Directions — Go from the first line below to the one with "its own process;" and print each line exactly.

━━ Available data ━━

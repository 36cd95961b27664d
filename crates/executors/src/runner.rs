use std::{
    ffi::OsString,
    path::{Path, PathBuf},
};

use thiserror::Error;
use utils::shell::resolve_executable_path;

use crate::{command_builder::CommandBuilder, profile::LoadProfile, script::ScriptPath};

/// k6 is always looked up by this name on the search path.
pub const K6_BINARY: &str = "k6";

#[derive(Debug, Error)]
pub enum RunError {
    #[error("Error: Script file not found: {0}")]
    NotFound(String),
    #[error("Error: Invalid file type. Expected .js file: {0}")]
    InvalidType(String),
    #[error("Error executing k6 {label}:\n{stderr}")]
    Execution { label: &'static str, stderr: String },
    #[error("Unexpected error: {0} executable not found on PATH")]
    ExecutableNotFound(&'static str),
    #[error("Unexpected error: {0}")]
    Io(#[from] std::io::Error),
}

impl RunError {
    /// Validation failures are detected before anything is spawned.
    pub fn is_validation(&self) -> bool {
        matches!(self, Self::NotFound(_) | Self::InvalidType(_))
    }
}

/// Settings the runner needs from its host, passed explicitly instead of
/// being read from the process environment on every call.
#[derive(Debug, Clone, Default)]
pub struct RunnerConfig {
    /// Extra variables for the k6 process, layered over the inherited
    /// environment. A `PATH` entry here is also used to locate k6.
    pub env: Vec<(String, String)>,
}

impl RunnerConfig {
    fn search_path(&self) -> Option<OsString> {
        self.env
            .iter()
            .rev()
            .find(|(key, _)| key == "PATH")
            .map(|(_, value)| OsString::from(value))
    }
}

/// Runs k6 scripts. Each call validates, spawns and awaits its own process;
/// nothing is shared or cached between calls.
#[derive(Debug, Clone, Default)]
pub struct K6Runner {
    config: RunnerConfig,
}

impl K6Runner {
    pub fn new(config: RunnerConfig) -> Self {
        Self { config }
    }

    /// Run `script` with `profile` and always return text: k6's stdout on
    /// success, otherwise the rendered error.
    pub async fn run(&self, script: &str, profile: &LoadProfile) -> String {
        self.try_run(script, profile)
            .await
            .unwrap_or_else(|err| err.to_string())
    }

    /// Like [`K6Runner::run`] but keeps the typed error. Failures other than
    /// validation are logged here.
    pub async fn try_run(&self, script: &str, profile: &LoadProfile) -> Result<String, RunError> {
        self.execute(script, profile).await.inspect_err(|err| {
            if !err.is_validation() {
                tracing::warn!(script, mode = profile.label(), "k6 run failed: {err}");
            }
        })
    }

    async fn execute(&self, script: &str, profile: &LoadProfile) -> Result<String, RunError> {
        let cwd = std::env::current_dir()?;
        let script = ScriptPath::resolve(script, &cwd)?;
        tracing::debug!(
            script = script.raw(),
            resolved = %script.as_path().display(),
            "Resolved k6 script"
        );

        let k6 = self.locate_k6().await;
        let command = self.build_command(
            k6.as_deref().unwrap_or(Path::new(K6_BINARY)),
            &script,
            profile,
            &cwd,
        );

        tracing::info!(
            "Executing k6 {} command: {}",
            profile.label(),
            command.display()
        );

        if k6.is_none() {
            return Err(RunError::ExecutableNotFound(K6_BINARY));
        }

        let output = command.output().await?;

        if !output.status.success() {
            tracing::debug!(status = %output.status, "k6 exited unsuccessfully");
            return Err(RunError::Execution {
                label: profile.label(),
                stderr: String::from_utf8_lossy(&output.stderr).into_owned(),
            });
        }

        Ok(String::from_utf8_lossy(&output.stdout).into_owned())
    }

    async fn locate_k6(&self) -> Option<PathBuf> {
        let search_path = self.config.search_path();
        resolve_executable_path(K6_BINARY, search_path.as_deref()).await
    }

    fn build_command(
        &self,
        k6: &Path,
        script: &ScriptPath,
        profile: &LoadProfile,
        cwd: &Path,
    ) -> CommandBuilder {
        CommandBuilder::new(k6)
            .args(profile.args())
            .arg(script.as_path())
            .current_dir(cwd)
            .envs(self.config.env.iter().map(|(k, v)| (k, v)))
    }
}
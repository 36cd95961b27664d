pub mod command_builder;
pub mod profile;
pub mod runner;
pub mod script;

pub use profile::{LoadProfile, Stage};
pub use runner::{K6Runner, RunError, RunnerConfig};
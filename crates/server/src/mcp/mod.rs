pub mod load_test_server;
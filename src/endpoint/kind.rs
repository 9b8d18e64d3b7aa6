/// Whether an endpoint is bounded, and if not, on which side.
#[derive(Copy, Clone, Debug, Eq, Hash, PartialEq, derive_more::Display, derive_more::IsVariant)]
pub enum EndpointKind {
    /// Unbounded below, as in `]-inf, t]`.
    #[display("-inf")]
    MinusInfinity,

    #[display("finite")]
    Finite,

    /// Unbounded above.
    #[display("+inf")]
    PlusInfinity,
}
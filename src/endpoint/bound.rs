use std::ops::Bound;

use chrono::{DateTime, TimeZone};

use crate::endpoint::Endpoint;

impl<Tz: TimeZone> Endpoint<Tz> {
    /// Left endpoint of an interval, [`Bound::Unbounded`] being minus infinity.
    pub fn lower(bound: Bound<DateTime<Tz>>) -> Self {
        match bound {
            Bound::Included(value) => Self::closed(value),
            Bound::Excluded(value) => Self::open(value),
            Bound::Unbounded => Self::MinusInfinity,
        }
    }

    /// Right endpoint of an interval, [`Bound::Unbounded`] being plus infinity.
    pub fn upper(bound: Bound<DateTime<Tz>>) -> Self {
        match bound {
            Bound::Included(value) => Self::closed(value),
            Bound::Excluded(value) => Self::open(value),
            Bound::Unbounded => Self::PlusInfinity,
        }
    }

    #[must_use]
    pub const fn as_bound(&self) -> Bound<&DateTime<Tz>> {
        match self {
            Self::Finite { value, included: true } => Bound::Included(value),
            Self::Finite { value, included: false } => Bound::Excluded(value),
            Self::MinusInfinity | Self::PlusInfinity => Bound::Unbounded,
        }
    }
}

impl<Tz: TimeZone> From<Endpoint<Tz>> for Bound<DateTime<Tz>> {
    fn from(endpoint: Endpoint<Tz>) -> Self {
        match endpoint {
            Endpoint::Finite { value, included: true } => Self::Included(value),
            Endpoint::Finite { value, included: false } => Self::Excluded(value),
            Endpoint::MinusInfinity | Endpoint::PlusInfinity => Self::Unbounded,
        }
    }
}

━━━

Response below —
repository 36cd95961b27664d
filename crates/executors/src/runner.rs
use std::{
    ffi::OsString,
    path::{Path, PathBuf},
};

use thiserror::Error;
use utils::shell::resolve_executable_path;

use crate::{command_builder::CommandBuilder, profile::LoadProfile, script::ScriptPath};

/// k6 is always looked up by this name on the search path.
pub const K6_BINARY: &str = "k6";

#[derive(Debug, Error)]
pub enum RunError {
    #[error("Error: Script file not found: {0}")]
    NotFound(String),
    #[error("Error: Invalid file type. Expected .js file: {0}")]
    InvalidType(String),
    #[error("Error executing k6 {label}:\n{stderr}")]
    Execution { label: &'static str, stderr: String },
    #[error("Unexpected error: {0} executable not found on PATH")]
    ExecutableNotFound(&'static str),
    #[error("Unexpected error: {0}")]
    Io(#[from] std::io::Error),
}

impl RunError {
    /// Validation failures are detected before anything is spawned.
    pub fn is_validation(&self) -> bool {
        matches!(self, Self::NotFound(_) | Self::InvalidType(_))
    }
}

/// Settings the runner needs from its host, passed explicitly instead of
/// being read from the process environment on every call.
#[derive(Debug, Clone, Default)]
pub struct RunnerConfig {
    /// Extra variables for the k6 process, layered over the inherited
    /// environment. A `PATH` entry here is also used to locate k6.
    pub env: Vec<(String, String)>,
}

impl RunnerConfig {
    fn search_path(&self) -> Option<OsString> {
        self.env
            .iter()
            .rev()
            .find(|(key, _)| key == "PATH")
            .map(|(_, value)| OsString::from(value))
    }
}

/// Runs k6 scripts. Each call validates, spawns and awaits its own process;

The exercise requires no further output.